Next week, Edinburgh council will vote on the first part of the process which is intended to lead to Alternative Business Models as a way of running the council.
When these ideas were first put forward, I was uneasy about them because I felt that such a wholesale privatisation – there is no other word for it –of council services was not being considered carefully enough.
I am not against the principle of private companies running council services, except for schools and social work. If it can be proven that the private sector can do the job better, then it would be folly to oppose it.
I am, however, a mortal enemy of privatisation for its own sake, or for reasons of ideology, and my contention has always been that a full and proper analysis, preferably involving an independent examining body, should be done as to whether the private route is better and more cost-effective than staying wholly public.
Suffice to say that I have seen absolutely nothing in the council’s plans which in any way convince me that Alternative Business Models are the way forward for Edinburgh.
On the contrary, I am appalled and alarmed that the council is rushing into the privatisation of such important services as cleansing without fully examining what it is proposing. Audit Scotland’s warning that councillors were not fully informed enough to make conclusions about privatisation struck a chord – wasn’t that the reason that decisions on the trams were put off by the council? They wanted more information on the trams, so before decision time, why not examine every last detail of plans which will utterly transform local government in the Capital. And surely the trams must have taught them one lesson – get external and genuinely independent experts to look at the whole of the plans.
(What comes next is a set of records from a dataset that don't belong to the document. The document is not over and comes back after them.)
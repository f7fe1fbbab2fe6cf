// Copyright 2026 Layne Penney
// SPDX-License-Identifier: AGPL-3.0-or-later

//! Per-file processing.
//!
//! A file moves through read, parse, transform, print and write (or emit).
//! Every step can fail; the failure ends that file only.

use std::fmt;
use std::io::{self, Write};
use std::path::{Path, PathBuf};
use std::sync::Arc;

use tracing::{error, info, warn};

#[cfg(feature = "telemetry")]
use crate::telemetry::GLOBAL_METRICS;

use crate::error::TransformError;
use crate::syntax::{print, GoParser};
use crate::telemetry::FileSpan;
use crate::timed;
use crate::transform::{SkipReason, Transform, TransformReport};

/// Where printed output goes.
#[derive(Debug, Clone, PartialEq, Eq)]
pub enum OutputMode {
    /// Write `<prefix><name>` next to the input.
    Derived { prefix: String },
    /// Overwrite the input.
    InPlace,
    /// Emit to the emitter; never touch storage.
    Dry,
}

impl OutputMode {
    /// Dry run wins over rewrite.
    pub fn from_flags(rewrite: bool, dry_run: bool, prefix: impl Into<String>) -> Self {
        if dry_run {
            Self::Dry
        } else if rewrite {
            Self::InPlace
        } else {
            Self::Derived {
                prefix: prefix.into(),
            }
        }
    }

    /// File to write the output of `input` to, or `None` in dry-run mode.
    pub fn target_path(&self, input: &Path) -> Option<PathBuf> {
        match self {
            Self::Derived { prefix } => {
                let name = input.file_name()?.to_string_lossy();
                Some(input.with_file_name(format!("{}{}", prefix, name)))
            }
            Self::InPlace => Some(input.to_path_buf()),
            Self::Dry => None,
        }
    }
}

/// Terminal state of a successfully handled file.
#[derive(Debug, Clone, PartialEq, Eq)]
pub enum FileOutcome {
    Written(PathBuf),
    Emitted,
    Skipped(SkipReason),
}

impl FileOutcome {
    pub fn label(&self) -> &'static str {
        match self {
            Self::Written(_) => "written",
            Self::Emitted => "emitted",
            Self::Skipped(_) => "skipped",
        }
    }
}

impl fmt::Display for FileOutcome {
    fn fmt(&self, f: &mut fmt::Formatter<'_>) -> fmt::Result {
        match self {
            Self::Written(path) => write!(f, "written to {}", path.display()),
            Self::Emitted => write!(f, "emitted"),
            Self::Skipped(reason) => write!(f, "skipped ({})", reason),
        }
    }
}

/// Receives printed output in dry-run mode.
pub type Emitter = Arc<dyn Fn(&Path, &str) + Send + Sync>;

/// Emitter that prints each file to stdout under a `// path` header.
///
/// Stdout is locked per file so output of concurrent roots never interleaves.
pub fn stdout_emitter() -> Emitter {
    Arc::new(|path: &Path, text: &str| {
        let stdout = io::stdout();
        let mut out = stdout.lock();
        let result = writeln!(out, "// {}", path.display())
            .and_then(|_| out.write_all(text.as_bytes()))
            .and_then(|_| out.flush());
        if let Err(e) = result {
            warn!(path = %path.display(), error = %e, "Failed to emit output");
        }
    })
}

/// Runs one transform over files, one at a time.
///
/// Owns its parser, so each worker task builds its own processor.
pub struct FileProcessor {
    parser: GoParser,
    transform: Arc<dyn Transform>,
    mode: OutputMode,
    emitter: Emitter,
}

impl FileProcessor {
    pub fn new(
        transform: Arc<dyn Transform>,
        mode: OutputMode,
        emitter: Emitter,
    ) -> Result<Self, TransformError> {
        Ok(Self {
            parser: GoParser::new()?,
            transform,
            mode,
            emitter,
        })
    }

    pub fn mode(&self) -> &OutputMode {
        &self.mode
    }

    /// Process one file, logging the outcome.
    pub fn process(&mut self, path: &Path) -> Result<FileOutcome, TransformError> {
        let span = FileSpan::start(self.transform.name(), path);
        let result = {
            let _entered = span.enter();
            self.run(path)
        };

        match &result {
            Ok(outcome) => {
                info!(path = %path.display(), transform = self.transform.name(), "{}", outcome);
                span.finish(outcome.label());
            }
            Err(e) => {
                error!(
                    path = %path.display(),
                    transform = self.transform.name(),
                    error = %e,
                    "Failed to process file"
                );
                span.finish("failed");
            }
        }

        result
    }

    fn run(&mut self, path: &Path) -> Result<FileOutcome, TransformError> {
        let text = std::fs::read_to_string(path).map_err(|e| TransformError::io(path, e))?;
        let mut unit = self.parser.parse(&text)?;

        let report = {
            let _timer = timed!(Transform);
            self.transform
                .apply(&mut unit)
                .map_err(|e| e.with_file(path))?
        };

        // a file with nothing to rewrite is still printed and written
        let rewritten = match report {
            TransformReport::Skipped(reason) => return Ok(FileOutcome::Skipped(reason)),
            TransformReport::Applied { rewritten, .. } => rewritten,
        };

        #[cfg(feature = "telemetry")]
        GLOBAL_METRICS.record_rewrites(rewritten as u64);
        #[cfg(not(feature = "telemetry"))]
        let _ = rewritten;

        let output = print(&unit);
        match self.mode.target_path(path) {
            Some(target) => {
                let _timer = timed!(Write);
                std::fs::write(&target, output).map_err(|e| TransformError::io(&target, e))?;
                Ok(FileOutcome::Written(target))
            }
            None => {
                (self.emitter)(path, &output);
                Ok(FileOutcome::Emitted)
            }
        }
    }
}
Yes, the council has to save money – tens of millions of pounds, though the quickest way to achieve that is not one which the council’s management level will ever propose since it would involve a massive lemming-like cull of themselves and their underlings. Non-filling of vacancies, the banning of overtime, capping of salaries, reduction of salary levels for new directors and the abandonment of all but essential projects should be instituted – it would hurt, but employees would accept that rather than privatisation.
As far as I know, no one really seriously tried to foment an agreement with the other Lothian councils to try to share services and cut costs that way. But then if you were East, Mid or West Lothian, would you really want to be associated with a council that becomes more toxic by the day because of the Great Trams Disaster, as the BBC called it? And no, the title of their informative programme was no exaggeration.
As yet, no councillor has even come close to making the case for privatisation, and no party has embraced it – if they do they can forget about being re-elected because tens of thousands will mark them down for figurative death.
As an SNP member, I would be utterly appalled if any councillor from my party was to vote for privatisation, at least without an absolutely full explanation proving that Alternative Business Models are better and more cost-effective than the present way of doing things. No such explanation has come forward.
Remember, not a single party at the last election put forward any talk of Alternative Business Models. No one, not the Lie Demons, the Tatty Tories, New or Old Labour (what are they this week?) nor the Greens or the SNP has the right to carry out such a huge and fundamental change without putting it to the people.
In no way has the council even come close to making the case for privatisation. Simply saying “we’ve got to do it because of the cuts” is not evidence that privatisation works. It is evidence, however, that the council does not possess sufficient intellectual power to devise other ways of going forward.
A wise woman with considerable experience of the havoc wreaked upon the civil service and local government told me quite simply: “Margaret Thatcher would be proud of them.”
There can be no more eloquent condemnation of those who would cast out hard-working local people to the whims of private industry where, sooner or later, they will suffer worse conditions and probably even lower rates of pay than they get at the moment – not that salaries at the lower end of the council are anything too wonderful.
Working for the council was always a trade-off for the employees – you didn’t get the best wages, but the job was secure and there was a pension to come at the end of your stint. Now job security is going to go out of the window and there must be serious doubt about private companies picking up the bill for the privatised workers’ pensions, at least not in the way that the present pension fund does.
As I have indicated previously, the fiasco over the trams has destroyed any moral right which the present council has to make any decision of such fundamental proportions.
The correct way forward is for the political parties to decide whether they can take privatisation forward and put it to the people next May. That’s the correct and democratic thing to do.